In fairness to the workplaces that I've been in, documentation for a software stack, or even the product, from 18 months ago may as well be in Swahili for as much good as it would do any new member to the team

Just like the comparison to code quality I often see is any such NASA thread: it's a whole different ballgame when one is sending a spacecraft out, or carrying lives to space, than "I tried to send a Slack message and it did a sowweee,oopsiez"

The missing tapes are definitely one of the saddest engineering stories for me. Such an important moment in history and we just threw it away.
Yes, and JPL makes it available.

Voyager Telecom: https://descanso.jpl.nasa.gov/DPSummary/Descanso4--Voyager_n...

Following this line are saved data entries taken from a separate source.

use std::collections::BTreeMap;

use delve_core::{DoorKey, Dungeon, Rect};

/// Open/closed flags for every carved door, kept outside the tile grid.
#[derive(Debug)]
pub(crate) struct DoorStates {
    open: BTreeMap<DoorKey, bool>,
    blockers: Vec<Rect>,
}

impl DoorStates {
    /// Starts with every door open.
    pub(crate) fn new(dungeon: &Dungeon) -> Self {
        Self {
            open: dungeon.doors.keys().map(|key| (*key, true)).collect(),
            blockers: Vec::new(),
        }
    }

    pub(crate) fn is_open(&self, key: &DoorKey) -> Option<bool> {
        self.open.get(key).copied()
    }

    /// Changes a door's flag, reporting whether it actually flipped.
    pub(crate) fn set(&mut self, dungeon: &Dungeon, key: DoorKey, open: bool) -> bool {
        let Some(flag) = self.open.get_mut(&key) else {
            return false;
        };
        if *flag == open {
            return false;
        }
        *flag = open;
        self.blockers = self
            .open
            .iter()
            .filter(|(_, open)| !**open)
            .filter_map(|(key, _)| dungeon.doors.get(key))
            .map(|door| door.rect)
            .collect();
        true
    }

    /// Collision rectangles of every closed door.
    pub(crate) fn blockers(&self) -> &[Rect] {
        &self.blockers
    }
}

A lot more at the top-level site and the links on the right-hand side: https://descanso.jpl.nasa.gov/

I've been trying to "learn" the missions more thoroughly by flying them on Orbiter and NASSP, and just the sheer amount and depth of documentation that is accessible today is truly astounding. There's something awe-inspiring about sitting and my computer and looking at the mission plan, only to then not understand the "why" of this particular switch that I'm throwing, to then open a pdf with a "astronaut training booklet" which explains the overview of the thing I'm using, to then open another pdf with the detail technical documentation of it, to then a schematic of the equipment should I at any point (but prob not) ever try building one myself.